The rapid growth and fragmented character of social media (Twitter, Facebook, blogs, etc.) and publicly available structured data (e.g., Linked Open Data) has led to challenges of how to extract knowledge from such noisy, multilingual sources in a robust, scalable and accurate manner. Existing approaches often fail when encountering unpredictable input, a shortcoming that is amplified by the lack of suitable training and evaluation gold standards. The goal of this inter-disciplinary project is to address these challenges by developing new methods arising from the Human Computation (HC) paradigm, which harnesses collective intelligence to augment automated methods. Embedding HC in the emerging discipline of Web Science, however, is far from trivial, especially when aiming to extract knowledge from heterogeneous, noisy, and multilingual data: Which knowledge artefacts are best suited for HC-based acquisition? How can complex knowledge extraction be broken down into a series of simple HC tasks? How can noisy input be used to train a knowledge extraction algorithm? Aiming to solve these problems in an effective and lasting fashion, the uComp project has the following four objectives:

1Develop a generic, configurable and reusable HC framework. Using HC for knowledge extraction requires significant research effort from several scientific disciplines and poses challenges in terms of scalability, accuracy, and feasibility. uComp will break new ground by creating a reusable framework with an extensible set of knowledge acquisition tasks. This generic HC framework will include new empirical and formal methods for (i) HC process configuration; (ii) engagement, profiling and incentivisation of human contributors; (iii) reliability monitoring, cheating prevention and quality control.

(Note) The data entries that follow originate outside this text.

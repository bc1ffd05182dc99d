//! Reconciles a received quota table with the local one.
//!
//! Each remote entry is handled on its own:
//! - a tombstoned entry removes the local entry outright, including the
//!   echo of our own tombstone
//! - live entries we own ourselves are never merged back into our own table
//! - a live entry from another node has its counter merged into the local
//!   copy, creating that copy first if needed
//!
//! Whatever the branch, the entry's owner is marked live in `known_nodes`.
use chrono::{DateTime, Utc};
use tracing::debug;

use crate::crdt::GrowOnlyCounter;
use crate::node_id::NodeName;
use crate::quota::QuotaTable;
use crate::ttl_cache::TtlCache;

/// Liveness cache of peers: node -> last time we saw its state
pub type KnownNodes = TtlCache<NodeName, DateTime<Utc>>;

/// What a single merge pass did to the local table
#[derive(Clone, Copy, Debug, Default, PartialEq, Eq)]
pub struct MergeReport {
    /// Remote counters merged into existing local quotas
    pub merged: usize,
    /// Local quotas created from remote state
    pub created: usize,
    /// Local quotas removed by remote tombstones
    pub removed: usize,
    /// Entries owned by this node that were left alone
    pub skipped_own: usize,
}

impl MergeReport {
    pub fn changed(&self) -> bool {
        self.merged + self.created + self.removed > 0
    }
}

pub fn merge_remote<C: GrowOnlyCounter>(
    local: &mut QuotaTable<C>,
    remote: QuotaTable<C>,
    local_node: &NodeName,
    known_nodes: &KnownNodes,
) -> MergeReport {
    let mut report = MergeReport::default();

    for (id, incoming) in remote {
        if incoming.is_tombstoned() {
            if local.delete_now(&id).is_some() {
                debug!("[{}] Removed quota '{}' tombstoned by {}", local_node, id, incoming.owner);
                report.removed += 1;
            }
        } else if incoming.owner == *local_node {
            report.skipped_own += 1;
        } else if let Some(current) = local.get_mut(&id) {
            // A local tombstone stays in place; only the counts move forward
            current.counter.merge_from(&incoming.counter);
            report.merged += 1;
        } else {
            let created = local.initialize(
                local_node,
                incoming.max,
                0,
                &id,
                incoming.metadata.clone(),
            );
            created.counter.merge_from(&incoming.counter);
            debug!(
                "[{}] Created quota '{}' from {}: max={}, used={}",
                local_node,
                id,
                incoming.owner,
                created.limit(),
                created.used()
            );
            report.created += 1;
        }

        known_nodes.set(incoming.owner, Utc::now());
    }

    report
}
//! CLI for the demo cluster
//!
use std::path::PathBuf;
use std::time::Duration;

use crate::config_error;
use crate::error::Result;
use crate::settings::{self, EngineSettings, TransportSettings};

#[derive(Clone, Debug, clap::Parser)]
#[command(name = settings::APP_NAME, version = settings::APP_VERSION)]
pub struct Cli {
    // Number of engines simulated in this process
    #[clap(
        long,
        default_value = "3",
        env("DQUOTA_NODES"),
        help = "Number of nodes to simulate"
    )]
    pub nodes: usize,

    // Pub/sub topic quota tables are broadcast on
    #[clap(
        long,
        default_value = settings::DEFAULT_TOPIC,
        env("DQUOTA_TOPIC"),
        help = "Topic to broadcast quota tables on"
    )]
    pub topic: String,

    #[clap(
        long,
        default_value_t = settings::DEFAULT_BROADCAST_INTERVAL_MS,
        env("DQUOTA_BROADCAST_INTERVAL_MS"),
        help = "Milliseconds between quota table broadcasts"
    )]
    pub broadcast_interval_ms: u64,

    #[clap(
        long,
        default_value_t = settings::DEFAULT_FLUSH_INTERVAL_MS,
        env("DQUOTA_FLUSH_INTERVAL_MS"),
        help = "Milliseconds between leader flushes"
    )]
    pub flush_interval_ms: u64,

    #[clap(
        long,
        default_value_t = settings::DEFAULT_LIVENESS_TTL_SECS,
        env("DQUOTA_LIVENESS_TTL_SECS"),
        help = "Seconds a silent peer still counts as live"
    )]
    pub liveness_ttl_secs: u64,

    #[clap(
        long,
        default_value_t = settings::DEFAULT_SETTLE_DELAY_MS,
        env("DQUOTA_SETTLE_DELAY_MS"),
        help = "Milliseconds to wait after subscribing before the first broadcast"
    )]
    pub settle_delay_ms: u64,

    // Quota the demo increments
    #[clap(long, default_value = "demo", env("DQUOTA_QUOTA_ID"), help = "Quota ID")]
    pub quota_id: String,

    #[clap(
        long,
        default_value = "100",
        env("DQUOTA_QUOTA_MAX"),
        help = "Quota limit"
    )]
    pub quota_max: u64,

    #[clap(
        long,
        default_value = "0",
        env("DQUOTA_INITIAL_VALUE"),
        help = "Initial usage, split across live nodes"
    )]
    pub initial_value: u64,

    #[clap(
        long,
        default_value = "1",
        env("DQUOTA_INCREMENTS"),
        help = "Amount each request increments the quota by"
    )]
    pub increments: u64,

    // Leader flushes here when set, otherwise to memory
    #[clap(
        long,
        env("DQUOTA_FLUSH_PATH"),
        help = "JSON file the leader flushes quotas to"
    )]
    pub flush_path: Option<PathBuf>,
}

impl Cli {
    pub fn validate(&self) -> Result<()> {
        if self.nodes == 0 {
            return Err(config_error!("--nodes must be at least 1"));
        }
        if self.broadcast_interval_ms == 0 {
            return Err(config_error!("--broadcast-interval-ms must be greater than zero"));
        }
        if self.flush_interval_ms == 0 {
            return Err(config_error!("--flush-interval-ms must be greater than zero"));
        }
        if self.increments == 0 {
            return Err(config_error!("--increments must be greater than zero"));
        }
        Ok(())
    }

    /// Engine settings for simulated node `i`; node 0 leads
    pub fn into_settings(&self, i: usize) -> EngineSettings {
        EngineSettings::new(format!("node-{}", i))
            .with_flush_interval(Duration::from_millis(self.flush_interval_ms))
            .with_liveness_ttl(Duration::from_secs(self.liveness_ttl_secs))
            .with_settle_delay(Duration::from_millis(self.settle_delay_ms))
            .with_leader(i == 0)
    }

    pub fn transport_settings(&self) -> TransportSettings {
        TransportSettings {
            topic: self.topic.clone(),
            broadcast_interval: Duration::from_millis(self.broadcast_interval_ms),
        }
    }
}
//! Latest on-chain value of a query

use serde::{Deserialize, Serialize};

use crate::constants::{ORACLE_VALUE_SCALE, WORD_BYTES};

/// A reported value, decoded as a price when possible
#[derive(Debug, Clone, PartialEq, Serialize, Deserialize)]
pub enum ReportedValue {
    /// 18-decimal fixed point value converted to a float
    Price(f64),
    /// Bytes that do not decode as a single unsigned word
    Raw(Vec<u8>),
}

impl ReportedValue {
    /// Decode submitted value bytes: a big-endian unsigned integer with 18 decimals.
    /// Empty payloads and payloads wider than one word stay raw.
    pub fn from_oracle_bytes(bytes: &[u8]) -> Self {
        if bytes.is_empty() || bytes.len() > WORD_BYTES {
            return Self::Raw(bytes.to_vec());
        }

        let scaled = bytes
            .iter()
            .fold(0f64, |acc, byte| acc * 256.0 + f64::from(*byte));
        Self::Price(scaled / ORACLE_VALUE_SCALE)
    }

    pub fn price(&self) -> Option<f64> {
        match self {
            Self::Price(price) => Some(*price),
            Self::Raw(_) => None,
        }
    }
}

/// Result of `getCurrentValue` for a query
#[derive(Debug, Clone, PartialEq, Serialize, Deserialize)]
pub struct CurrentValue {
    /// Whether any value was ever reported
    pub retrieved: bool,
    pub value: ReportedValue,
    /// Timestamp of the reported value (unix seconds)
    pub timestamp: u64,
}

impl CurrentValue {
    /// Timestamp of the last report, if there is one
    pub fn last_report_timestamp(&self) -> Option<u64> {
        self.retrieved.then_some(self.timestamp)
    }

    /// Price baseline used for threshold checks: zero when nothing was reported,
    /// `None` when the reported value cannot be read as a price
    pub fn baseline_price(&self) -> Option<f64> {
        if !self.retrieved {
            return Some(0.0);
        }
        self.value.price()
    }
}

#[cfg(test)]
mod tests {
    use super::*;

    fn word(value: u128) -> Vec<u8> {
        let mut bytes = vec![0u8; 16];
        bytes.extend_from_slice(&value.to_be_bytes());
        bytes
    }

    #[test]
    fn test_decode_price_word() {
        let value = ReportedValue::from_oracle_bytes(&word(1_500_000_000_000_000_000));
        assert_eq!(value, ReportedValue::Price(1.5));
    }

    #[test]
    fn test_decode_undecodable_bytes() {
        assert_eq!(ReportedValue::from_oracle_bytes(&[]), ReportedValue::Raw(vec![]));

        let wide = vec![1u8; 64];
        assert_eq!(ReportedValue::from_oracle_bytes(&wide).price(), None);
    }

    #[test]
    fn test_baseline_price() {
        let never_reported = CurrentValue {
            retrieved: false,
            value: ReportedValue::Raw(vec![]),
            timestamp: 0,
        };
        assert_eq!(never_reported.baseline_price(), Some(0.0));
        assert_eq!(never_reported.last_report_timestamp(), None);

        let reported = CurrentValue {
            retrieved: true,
            value: ReportedValue::Price(2.0),
            timestamp: 1_655_137_179,
        };
        assert_eq!(reported.baseline_price(), Some(2.0));
        assert_eq!(reported.last_report_timestamp(), Some(1_655_137_179));

        let garbled = CurrentValue {
            retrieved: true,
            value: ReportedValue::Raw(vec![]),
            timestamp: 10,
        };
        assert_eq!(garbled.baseline_price(), None);
    }
}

2Address challenges of dealing with noisy data. HC-based approaches for knowledge extraction raise issues of quality control (inter-human agreement, monitoring the quality of acquired knowledge), aggregation of noisy input data (reconciliation, provenance) and learning from this data to optimise algorithms. Some of these issues are already addressed within knowledge acquisition and language processing infrastructures, as long as small groups of highly skilled human experts are involved. However, as we move towards large-scale HC processing, further experimentation is required on how to best acquire high quality resources from relatively un-skilled contributors, who have little training and are self-directed.

3Embed human computation into knowledge extraction workflows. uComp will study new empirical and formal methods for integrating HC tasks into complex workflows, a novel knowledge extraction approach that we term Embedded Human Computation (EHC). This approach will go beyond knowledge acquisition and support other key steps in the knowledge processing life cycle. Comprehensive methodological and algorithmic support will be achieved through embedding the HC framework into mature, open-source knowledge extraction tools, to be coupled with new pattern discovery methods. We will maximise impact by using appropriate knowledge-encoding standards, addressing ethical and legal issues, and leveraging the research communities of established open-source toolkits.

4Evaluate EHC performance. uComp will evaluate flexibility, generalisability, accuracy and scalability of EHC for acquiring factual and affective knowledge. A rigorous evaluation process based on objective and reproducible experiments will measure the quality of HC-created resources. Additionally, the efficiency of combining large-scale HC with automated methods will be compared against both human experts and automated knowledge extraction. We will also create a new method and accompanying shared datasets for quantitative black-box evaluation, where collective intelligence is incorporated into a computer-human symbiotic infrastructure to address the gold-standard bottleneck. An open evaluation campaign will be organised to benchmark uComp’s new methods against existing knowledge processing algorithms from the Web Science research community.